__Data extracts__
►

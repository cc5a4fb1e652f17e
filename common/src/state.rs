use anyhow::{Context, Result};
use serde::{Deserialize, Serialize};
use std::path::Path;

/// Credential record produced by a successful login and consumed by the
/// report proxy as its downstream Basic-auth pair.
///
/// The token key has shipped under two casings across server generations;
/// loads accept both, stores always write the camel-cased form.
#[derive(Clone, Debug, Serialize, Deserialize, PartialEq, Eq)]
pub struct AuthState {
    pub dsid: String,
    #[serde(rename = "searchPartyToken", alias = "searchpartytoken")]
    pub search_party_token: String,
}

pub fn load(path: &Path) -> Result<Option<AuthState>> {
    if !path.exists() {
        return Ok(None);
    }
    let raw = std::fs::read_to_string(path)
        .with_context(|| format!("read auth state {}", path.display()))?;
    let state = serde_json::from_str(&raw)
        .with_context(|| format!("parse auth state {}", path.display()))?;
    Ok(Some(state))
}

pub fn store(path: &Path, state: &AuthState) -> Result<()> {
    if let Some(dir) = path.parent() {
        if !dir.as_os_str().is_empty() {
            std::fs::create_dir_all(dir)
                .with_context(|| format!("create state dir {}", dir.display()))?;
        }
    }
    let raw = serde_json::to_string_pretty(state).context("serialize auth state")?;
    std::fs::write(path, raw).with_context(|| format!("write auth state {}", path.display()))?;
    Ok(())
}

#[cfg(test)]
mod tests {
    use super::*;

    #[test]
    fn load_accepts_both_token_casings() {
        let camel: AuthState =
            serde_json::from_str(r#"{"dsid":"123","searchPartyToken":"tok"}"#).unwrap();
        let lower: AuthState =
            serde_json::from_str(r#"{"dsid":"123","searchpartytoken":"tok"}"#).unwrap();
        assert_eq!(camel, lower);
        assert_eq!(camel.search_party_token, "tok");
    }

    #[test]
    fn store_writes_camel_cased_key() {
        let state = AuthState {
            dsid: "123".into(),
            search_party_token: "tok".into(),
        };
        let raw = serde_json::to_string(&state).unwrap();
        assert!(raw.contains("searchPartyToken"));
        assert!(!raw.contains("searchpartytoken"));
    }

    #[test]
    fn round_trips_through_disk() {
        let dir = std::env::temp_dir().join("hayloft-state-test");
        let path = dir.join("auth.json");
        let state = AuthState {
            dsid: "8274".into(),
            search_party_token: "abc==".into(),
        };
        store(&path, &state).unwrap();
        assert_eq!(load(&path).unwrap(), Some(state));
        std::fs::remove_dir_all(&dir).unwrap();
    }

    #[test]
    fn load_missing_file_is_none() {
        let path = Path::new("/nonexistent/hayloft/auth.json");
        assert_eq!(load(path).unwrap(), None);
    }
}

◄

__Task description__
A word-for-word copy of all the material is the required answer.

__Result__
repository cc5a4fb1e652f17e
filename common/src/state.rs
use anyhow::{Context, Result};
use serde::{Deserialize, Serialize};
use std::path::Path;

/// Credential record produced by a successful login and consumed by the
/// report proxy as its downstream Basic-auth pair.
///
/// The token key has shipped under two casings across server generations;
/// loads accept both, stores always write the camel-cased form.
#[derive(Clone, Debug, Serialize, Deserialize, PartialEq, Eq)]
pub struct AuthState {
    pub dsid: String,
    #[serde(rename = "searchPartyToken", alias = "searchpartytoken")]
    pub search_party_token: String,
}

pub fn load(path: &Path) -> Result<Option<AuthState>> {
    if !path.exists() {
        return Ok(None);
    }
    let raw = std::fs::read_to_string(path)
        .with_context(|| format!("read auth state {}", path.display()))?;
    let state = serde_json::from_str(&raw)
        .with_context(|| format!("parse auth state {}", path.display()))?;
    Ok(Some(state))
}

pub fn store(path: &Path, state: &AuthState) -> Result<()> {
    if let Some(dir) = path.parent() {
        if !dir.as_os_str().is_empty() {
            std::fs::create_dir_all(dir)
                .with_context(|| format!("create state dir {}", dir.display()))?;
        }
    }
    let raw = serde_json::to_string_pretty(state).context("serialize auth state")?;
    std::fs::write(path, raw).with_context(|| format!("write auth state {}", path.display()))?;
    Ok(())
}

#[cfg(test)]
mod tests {
    use super::*;

    #[test]
    fn load_accepts_both_token_casings() {
        let camel: AuthState =
            serde_json::from_str(r#"{"dsid":"123","searchPartyToken":"tok"}"#).unwrap();
        let lower: AuthState =
            serde_json::from_str(r#"{"dsid":"123","searchpartytoken":"tok"}"#).unwrap();
        assert_eq!(camel, lower);
        assert_eq!(camel.search_party_token, "tok");
    }

    #[test]
    fn store_writes_camel_cased_key() {
        let state = AuthState {
            dsid: "123".into(),
            search_party_token: "tok".into(),
        };
        let raw = serde_json::to_string(&state).unwrap();
        assert!(raw.contains("searchPartyToken"));
        assert!(!raw.contains("searchpartytoken"));
    }

    #[test]
    fn round_trips_through_disk() {
        let dir = std::env::temp_dir().join("hayloft-state-test");
        let path = dir.join("auth.json");
        let state = AuthState {
            dsid: "8274".into(),
            search_party_token: "abc==".into(),
        };
        store(&path, &state).unwrap();
        assert_eq!(load(&path).unwrap(), Some(state));
        std::fs::remove_dir_all(&dir).unwrap();
    }

    #[test]
    fn load_missing_file_is_none() {
        let path = Path::new("/nonexistent/hayloft/auth.json");
        assert_eq!(load(path).unwrap(), None);
    }
}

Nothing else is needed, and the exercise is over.